Terkait pembakaran tersebut, Imam menyatakan tidak ada yang namanya pembakaran masjid di Tolikara. Menurutnya, masjid terbakar karena pembakaran yang dilakukan di kios-kios malah merambat ke masjid tersebut.
Saat itu, kata dia memang ada orang distrik membawa solar yang disiram-siramkan ke ruko milik warga. “Pembakarannya juga menggunakan kertas dan dinyalakan dengan korek api lalu merambat ku masid yang dekat dengan ruko,” ungkap Imam.
Mengenai pembakaran kios tersebut, Imam mengungkapkan kios yang dibakar bukan milik orang muslim saja namun ada juga milik orang nasrani. Menurutnya, dari 59 kios ada 15 kios di lokasi tersebut milik orang nasrani juga.
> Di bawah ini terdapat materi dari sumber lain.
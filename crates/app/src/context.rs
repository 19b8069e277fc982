//! App Context

use std::sync::Arc;

use printshop::money::{MoneyError, parse_currency};
use rusty_money::iso::Currency;
use thiserror::Error;
use tracing::{debug, info};

use crate::{
    api::{ApiClient, CatalogApi, PricingApi},
    config::AppConfig,
    state::{AppState, FileStateStore, Persistor, StateStore, StateStoreError},
};

#[derive(Debug, Error)]
pub enum AppInitError {
    #[error("invalid currency: {0}")]
    Currency(#[from] MoneyError),
}

/// Restored state plus the clients commands work with.
pub struct AppContext {
    pub state: AppState,
    pub client: Arc<ApiClient>,
    pub pricing: Arc<dyn PricingApi>,
    pub catalog: Arc<dyn CatalogApi>,
    pub currency: &'static Currency,
    persistor: Persistor,
}

impl AppContext {
    /// Restores persisted state from the configured file and builds the API client.
    ///
    /// # Errors
    ///
    /// Returns an error when the configured currency is unknown.
    pub fn from_config(config: &AppConfig) -> Result<Self, AppInitError> {
        let store = Arc::new(FileStateStore::new(&config.storefront.state_path));

        Self::with_store(config, store)
    }

    /// Like [`AppContext::from_config`], with an explicit state store.
    ///
    /// # Errors
    ///
    /// Returns an error when the configured currency is unknown.
    pub fn with_store(
        config: &AppConfig,
        store: Arc<dyn StateStore>,
    ) -> Result<Self, AppInitError> {
        let currency = parse_currency(&config.storefront.currency)?;
        let persistor = Persistor::new(store);
        let state = persistor.restore();

        let client = Arc::new(ApiClient::new(
            config.api.api_base_url.clone(),
            state.auth.session.clone(),
        ));

        debug!(
            api = client.base_url(),
            authenticated = state.auth.is_authenticated(),
            "app context ready"
        );

        Ok(Self {
            pricing: Arc::clone(&client) as Arc<dyn PricingApi>,
            catalog: Arc::clone(&client) as Arc<dyn CatalogApi>,
            client,
            state,
            currency,
            persistor,
        })
    }

    /// Copies the client's session (possibly rotated or cleared) into the state.
    ///
    /// Returns `true` if the session changed.
    pub async fn sync_session(&mut self) -> bool {
        let session = self.client.session().await;

        if session == self.state.auth.session {
            return false;
        }

        if session.is_none() {
            info!("session cleared");
        }

        self.state.set_session(session);

        true
    }

    /// Syncs the session and writes the persisted slices.
    ///
    /// # Errors
    ///
    /// Returns the store error if the state cannot be written.
    pub async fn persist(&mut self) -> Result<(), StateStoreError> {
        self.sync_session().await;

        self.persistor.persist(&self.state)
    }
}
//! Search URL construction.
//!
//! Turns [`RequestParams`] into the query string understood by the catalog
//! search endpoint. Output is fully deterministic: the clause order is fixed
//! (title, author, subject, language, year range, free text) and is followed
//! by `page`, `limit`, `sort` and `fields`.

use crate::models::{normalize_text, RequestParams, SearchClauses};

/// Default catalog search endpoint
pub const DEFAULT_SEARCH_ENDPOINT: &str = "https://openlibrary.org/search.json";

/// Attributes always requested from the endpoint
pub const SEARCH_FIELDS: &[&str] = &[
    "key",
    "title",
    "author_name",
    "first_publish_year",
    "subject",
    "cover_i",
    "ia",
    "edition_count",
];

/// Field used for the publication year range clause
const YEAR_FIELD: &str = "first_publish_year";

/// Escape one clause value.
///
/// Values containing whitespace become a quoted phrase with inner quotes and
/// backslashes backslash-escaped; only the query-string delimiters are
/// percent-encoded inside the quotes. Values without whitespace are
/// percent-encoded whole.
pub fn escape_value(value: &str) -> String {
    if !value.chars().any(char::is_whitespace) {
        return urlencoding::encode(value).into_owned();
    }

    let mut out = String::with_capacity(value.len() + 2);
    out.push('"');
    for c in value.chars() {
        match c {
            '\\' => out.push_str("\\\\"),
            '"' => out.push_str("\\\""),
            '%' => out.push_str("%25"),
            '&' => out.push_str("%26"),
            '#' => out.push_str("%23"),
            '+' => out.push_str("%2B"),
            c => out.push(c),
        }
    }
    out.push('"');
    out
}

fn field_clause(field: &str, value: Option<&str>) -> Option<String> {
    let value = normalize_text(value?)?;
    Some(format!("{}:{}", field, escape_value(&value)))
}

fn year_clause(from: Option<i32>, to: Option<i32>) -> Option<String> {
    if from.is_none() && to.is_none() {
        return None;
    }
    let bound = |b: Option<i32>| b.map_or_else(|| "*".to_string(), |y| y.to_string());
    Some(format!("{}:[{} TO {}]", YEAR_FIELD, bound(from), bound(to)))
}

/// Build the individual clauses in their fixed order
pub fn build_clauses(clauses: &SearchClauses) -> Vec<String> {
    let text = clauses
        .text
        .as_deref()
        .and_then(normalize_text)
        .map(|t| escape_value(&t));

    [
        field_clause("title", clauses.title.as_deref()),
        field_clause("author", clauses.author.as_deref()),
        field_clause("subject", clauses.subject.as_deref()),
        field_clause("language", clauses.language.as_deref()),
        year_clause(clauses.year_from, clauses.year_to),
        text,
    ]
    .into_iter()
    .flatten()
    .collect()
}

/// The combined `q` value (clauses joined by a single space)
pub fn build_q(clauses: &SearchClauses) -> String {
    build_clauses(clauses).join(" ")
}

/// The full query string, without the leading `?`
pub fn build_query_string(params: &RequestParams) -> String {
    let mut query = format!(
        "q={}&page={}&limit={}",
        build_q(&params.clauses),
        params.effective_page(),
        params.effective_limit()
    );

    if let Some(sort) = params.sort.as_param() {
        query.push_str("&sort=");
        query.push_str(sort);
    }

    query.push_str("&fields=");
    query.push_str(&SEARCH_FIELDS.join(","));
    query
}

/// The complete request URL against `endpoint`
pub fn build_search_url(endpoint: &str, params: &RequestParams) -> String {
    format!("{}?{}", endpoint, build_query_string(params))
}
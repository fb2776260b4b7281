//! Mock source for testing purposes.

use async_trait::async_trait;
use std::sync::{Mutex, PoisonError};
use std::time::Duration;

use crate::models::{Book, ResultPage};
use crate::sources::{Source, SourceError};

/// One scripted reply, chosen when the request URL contains `pattern`
#[derive(Debug, Clone)]
struct Reply {
    pattern: String,
    delay: Duration,
    result: Result<ResultPage, SourceError>,
}

/// A mock source for testing that returns predefined responses.
///
/// Replies are matched by substring against the requested URL, first match
/// wins; unmatched requests yield an empty page. Delays are driven by
/// `tokio::time`, so paused-clock tests stay deterministic.
#[derive(Debug, Default)]
pub struct MockSource {
    replies: Mutex<Vec<Reply>>,
    requests: Mutex<Vec<String>>,
}

impl MockSource {
    /// Create a new mock source.
    pub fn new() -> Self {
        Self::default()
    }

    /// Reply immediately to URLs containing `pattern`.
    pub fn respond(&self, pattern: impl Into<String>, result: Result<ResultPage, SourceError>) {
        self.respond_after(pattern, Duration::ZERO, result);
    }

    /// Reply after `delay` to URLs containing `pattern`.
    pub fn respond_after(
        &self,
        pattern: impl Into<String>,
        delay: Duration,
        result: Result<ResultPage, SourceError>,
    ) {
        let mut guard = self.replies.lock().unwrap_or_else(PoisonError::into_inner);
        guard.push(Reply {
            pattern: pattern.into(),
            delay,
            result,
        });
    }

    /// Clear the configured replies.
    pub fn clear_responses(&self) {
        self.replies.lock().unwrap_or_else(PoisonError::into_inner).clear();
    }

    /// URLs fetched so far, in order.
    pub fn requests(&self) -> Vec<String> {
        self.requests.lock().unwrap_or_else(PoisonError::into_inner).clone()
    }

    /// Number of fetches issued so far.
    pub fn request_count(&self) -> usize {
        self.requests.lock().unwrap_or_else(PoisonError::into_inner).len()
    }
}

#[async_trait]
impl Source for MockSource {
    fn id(&self) -> &str {
        "mock"
    }

    fn name(&self) -> &str {
        "Mock Source"
    }

    async fn fetch(&self, url: &str) -> Result<ResultPage, SourceError> {
        self.requests.lock().unwrap_or_else(PoisonError::into_inner).push(url.to_string());

        let reply = {
            let guard = self.replies.lock().unwrap_or_else(PoisonError::into_inner);
            guard.iter().find(|r| url.contains(&r.pattern)).cloned()
        };

        match reply {
            Some(reply) => {
                if !reply.delay.is_zero() {
                    tokio::time::sleep(reply.delay).await;
                }
                reply.result
            }
            None => Ok(ResultPage::empty(0)),
        }
    }
}

/// Helper function to create a mock book for testing.
pub fn make_book(key: &str, title: &str) -> Book {
    Book::new(key, title)
}

/// Helper function to create a one-page result from books.
pub fn make_page(num_found: u64, books: Vec<Book>) -> ResultPage {
    ResultPage::new(num_found, 0, books)
}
Diketahui, sebelumnya ada kesalahpahaman yang mengawali insiden di Tolikara sehingga masyarakat distrik juga merasa bersalah melampiaskan dengan pembakaran tersebut. Kesalahpahaman tersebut terkait surat Gereja Injili Di Indonesia (GIDI) kepada Bupati setempat mengenai acara yang akan dilakukan jemaat GIDI berbarengan dengan shalat Idul Fitri 1436 H.
Dalam surat tersebut ada larangan tidak memperbolehkan umat muslim melaksanakan shalat namun Bupati memerintahkan untuk merevisi surat tersebut. GIDI akhirnya merevisi tapi tidak ada hitam di atas putih namun pihak kepolisian sudah terlanjur menyampaikan kepada umat muslim untuk memperbolehkan shalat Idul Fitri.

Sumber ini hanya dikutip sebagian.